Records supplied:
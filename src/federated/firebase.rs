//! Firebase popup binding for the browser build.
//!
//! The JS glue (`js/federated_sign_in.js`) wraps `signInWithPopup` with the
//! Google provider on the host page's default Firebase app and settles with
//! plain objects:
//! - success: `{ accessToken, idToken, user: { uid, displayName, email, photoURL, providerId } }`
//! - failure: `{ code, message, email }`

use serde::Deserialize;
use wasm_bindgen::prelude::*;

use super::{FederatedCredential, FederatedSignInError, IdentityProvider, SignInErrorCode};

#[wasm_bindgen(module = "/js/federated_sign_in.js")]
extern "C" {
    #[wasm_bindgen(catch, js_name = signInWithProviderPopup)]
    async fn sign_in_with_provider_popup() -> Result<JsValue, JsValue>;
}

#[derive(Debug, Default, Deserialize)]
struct JsFailure {
    #[serde(default)]
    code: Option<String>,
    #[serde(default)]
    message: Option<String>,
    #[serde(default)]
    email: Option<String>,
}

fn to_json(value: &JsValue) -> Option<String> {
    js_sys::JSON::stringify(value).ok()?.as_string()
}

fn parse_failure(value: &JsValue) -> FederatedSignInError {
    let failure = to_json(value)
        .and_then(|raw| serde_json::from_str::<JsFailure>(&raw).ok())
        .unwrap_or_default();
    let code = SignInErrorCode::from_code(failure.code.as_deref().unwrap_or("auth/internal-error"));
    let error = FederatedSignInError::new(code, failure.message.unwrap_or_else(|| "sign-in failed".to_owned()));
    match failure.email {
        Some(email) => error.with_email(email),
        None => error,
    }
}

/// Popup sign-in through the host page's Firebase app.
#[derive(Debug, Clone, Copy, Default)]
pub struct FirebasePopup;

impl IdentityProvider for FirebasePopup {
    async fn open_popup(&self) -> Result<FederatedCredential, FederatedSignInError> {
        let value = sign_in_with_provider_popup().await.map_err(|e| parse_failure(&e))?;
        let raw = to_json(&value).ok_or_else(|| {
            FederatedSignInError::new(SignInErrorCode::Other("auth/invalid-result".to_owned()), "empty sign-in result")
        })?;
        serde_json::from_str::<FederatedCredential>(&raw).map_err(|e| {
            FederatedSignInError::new(SignInErrorCode::Other("auth/invalid-result".to_owned()), e.to_string())
        })
    }
}
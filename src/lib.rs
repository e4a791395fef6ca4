//! # bookstore-client
//!
//! Client-side session and authentication core for the bookstore storefront.
//!
//! This crate owns the user's authenticated identity across page loads and
//! API calls: it persists the access/refresh token pair, decodes the access
//! token's claims, tracks the session state machine, wraps federated
//! (popup-based) sign-in, and runs every backend request through an explicit
//! request/response pipeline that attaches the bearer credential.
//!
//! The browser build (`hydrate` feature) binds storage to `localStorage` and
//! federated sign-in to the Firebase popup glue; the default build is native
//! and runs against in-memory storage.

pub mod auth;
pub mod config;
pub mod context;
pub mod credentials;
pub mod federated;
pub mod logging;
pub mod net;
pub mod session;
pub mod storage;
pub mod token;

pub use auth::{AuthFlowError, Authenticator};
pub use config::{ClientConfig, UnauthorizedPolicy};
pub use credentials::{CredentialPair, CredentialStore};
pub use session::{AuthSession, LoginError, SessionState};
pub use token::{Identity, MalformedTokenError};

#[cfg(test)]
pub(crate) mod test_support;

/// Install browser logging and restore the session from `localStorage`.
#[cfg(feature = "hydrate")]
pub fn start_browser_session(config: &ClientConfig) -> AuthSession {
    logging::init();
    let store = CredentialStore::new(std::sync::Arc::new(storage::LocalStorage), config.storage_keys.clone());
    AuthSession::bootstrap(store)
}
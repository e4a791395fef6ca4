//! Request/response values and the steps that run around every call.
//!
//! DESIGN
//! ======
//! Requests and responses are plain values so each step can be exercised
//! without a network. `RequestStep`s run in order before the transport sees
//! the request; `ResponseStep`s run in order after the response arrives and
//! the first error wins.

#[cfg(test)]
#[path = "pipeline_test.rs"]
mod pipeline_test;

use reqwest::Method;
use reqwest::header::{AUTHORIZATION, HeaderMap, HeaderValue};
use serde::de::DeserializeOwned;

use super::error::ApiError;
use super::types::ProblemDetail;
use crate::config::UnauthorizedPolicy;
use crate::credentials::CredentialStore;
use crate::session::AuthSession;

/// Longest raw body excerpt kept in an error message.
const MAX_ERROR_BODY_CHARS: usize = 200;

/// An outbound backend request, relative to the API base URL.
#[derive(Debug, Clone)]
pub struct ApiRequest {
    pub method: Method,
    /// Path below the base URL, starting with `/` (e.g. `/books/1`).
    pub path: String,
    pub query: Vec<(String, String)>,
    pub headers: HeaderMap,
    pub body: Option<serde_json::Value>,
}

impl ApiRequest {
    pub fn new(method: Method, path: impl Into<String>) -> Self {
        Self { method, path: path.into(), query: Vec::new(), headers: HeaderMap::new(), body: None }
    }

    pub fn get(path: impl Into<String>) -> Self {
        Self::new(Method::GET, path)
    }

    pub fn post(path: impl Into<String>) -> Self {
        Self::new(Method::POST, path)
    }

    #[must_use]
    pub fn with_query(mut self, key: &str, value: impl ToString) -> Self {
        self.query.push((key.to_owned(), value.to_string()));
        self
    }

    #[must_use]
    pub fn with_json(mut self, body: serde_json::Value) -> Self {
        self.body = Some(body);
        self
    }

    /// Token carried in the `Authorization: Bearer` header, if any.
    pub fn bearer_token(&self) -> Option<&str> {
        self.headers
            .get(AUTHORIZATION)?
            .to_str()
            .ok()?
            .strip_prefix("Bearer ")
    }
}

/// A backend response with its body read to text.
#[derive(Debug, Clone, PartialEq, Eq)]
pub struct ApiResponse {
    pub status: u16,
    pub body: String,
}

impl ApiResponse {
    pub fn new(status: u16, body: impl Into<String>) -> Self {
        Self { status, body: body.into() }
    }

    pub fn is_success(&self) -> bool {
        (200..300).contains(&self.status)
    }

    /// Deserialize the body as JSON.
    ///
    /// # Errors
    ///
    /// Returns `ApiError::Decode` when the body does not match `T`.
    pub fn json<T: DeserializeOwned>(&self) -> Result<T, ApiError> {
        serde_json::from_str(&self.body).map_err(|e| ApiError::Decode(e.to_string()))
    }

    /// Human-readable failure message: the problem-detail `detail`/`title`
    /// when present, otherwise a bounded excerpt of the raw body.
    pub fn error_message(&self) -> String {
        if let Ok(problem) = serde_json::from_str::<ProblemDetail>(&self.body) {
            if let Some(message) = problem.detail.or(problem.title) {
                return message;
            }
        }
        let trimmed = self.body.trim();
        if trimmed.is_empty() {
            return format!("status {}", self.status);
        }
        trimmed.chars().take(MAX_ERROR_BODY_CHARS).collect()
    }
}

/// Transforms a request before it is transmitted.
pub trait RequestStep: Send + Sync {
    /// # Errors
    ///
    /// Returns `ApiError::InvalidRequest` when the request cannot be completed.
    fn apply(&self, request: &mut ApiRequest) -> Result<(), ApiError>;
}

/// Inspects a response after it is received.
pub trait ResponseStep: Send + Sync {
    /// # Errors
    ///
    /// Returns the `ApiError` the response should surface as.
    fn inspect(&self, request: &ApiRequest, response: &ApiResponse) -> Result<(), ApiError>;
}

/// Attaches the stored access token as a bearer credential.
///
/// The store is read at send time, so a login or logout between two calls is
/// reflected on the next request. Without a stored token any caller-supplied
/// `Authorization` header is dropped.
#[derive(Debug, Clone)]
pub struct BearerAuth {
    store: CredentialStore,
}

impl BearerAuth {
    pub fn new(store: CredentialStore) -> Self {
        Self { store }
    }
}

impl RequestStep for BearerAuth {
    fn apply(&self, request: &mut ApiRequest) -> Result<(), ApiError> {
        request.headers.remove(AUTHORIZATION);
        let Some(token) = self.store.access_token() else {
            return Ok(());
        };
        let mut value = HeaderValue::from_str(&format!("Bearer {token}"))
            .map_err(|e| ApiError::InvalidRequest(format!("access token is not a valid header value: {e}")))?;
        value.set_sensitive(true);
        request.headers.insert(AUTHORIZATION, value);
        Ok(())
    }
}

/// Detects `401` responses and applies the configured policy.
#[derive(Debug, Clone)]
pub struct UnauthorizedGuard {
    policy: UnauthorizedPolicy,
    session: AuthSession,
}

impl UnauthorizedGuard {
    pub fn new(policy: UnauthorizedPolicy, session: AuthSession) -> Self {
        Self { policy, session }
    }
}

impl ResponseStep for UnauthorizedGuard {
    fn inspect(&self, request: &ApiRequest, response: &ApiResponse) -> Result<(), ApiError> {
        if response.status != 401 {
            return Ok(());
        }
        tracing::warn!(method = %request.method, path = %request.path, "backend rejected credential");
        if self.policy == UnauthorizedPolicy::Logout {
            // Only the credential that was actually rejected may end the session.
            let current = self.session.store().access_token();
            if request.bearer_token().is_some() && request.bearer_token() == current.as_deref() {
                self.session.logout();
            } else {
                tracing::debug!(path = %request.path, "401 for a superseded credential; session kept");
            }
        }
        Err(ApiError::Unauthorized { path: request.path.clone(), message: response.error_message() })
    }
}

/// Maps any non-2xx response to `ApiError::Http`.
#[derive(Debug, Clone, Copy, Default)]
pub struct StatusCheck;

impl ResponseStep for StatusCheck {
    fn inspect(&self, request: &ApiRequest, response: &ApiResponse) -> Result<(), ApiError> {
        if response.is_success() {
            return Ok(());
        }
        tracing::debug!(method = %request.method, path = %request.path, status = response.status, "request failed");
        Err(ApiError::Http { status: response.status, message: response.error_message() })
    }
}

Task brief: Look through the data above. Copy every line with the string "match" in it.

Final answer:
    match failure.email {
    /// Returns `ApiError::Decode` when the body does not match `T`.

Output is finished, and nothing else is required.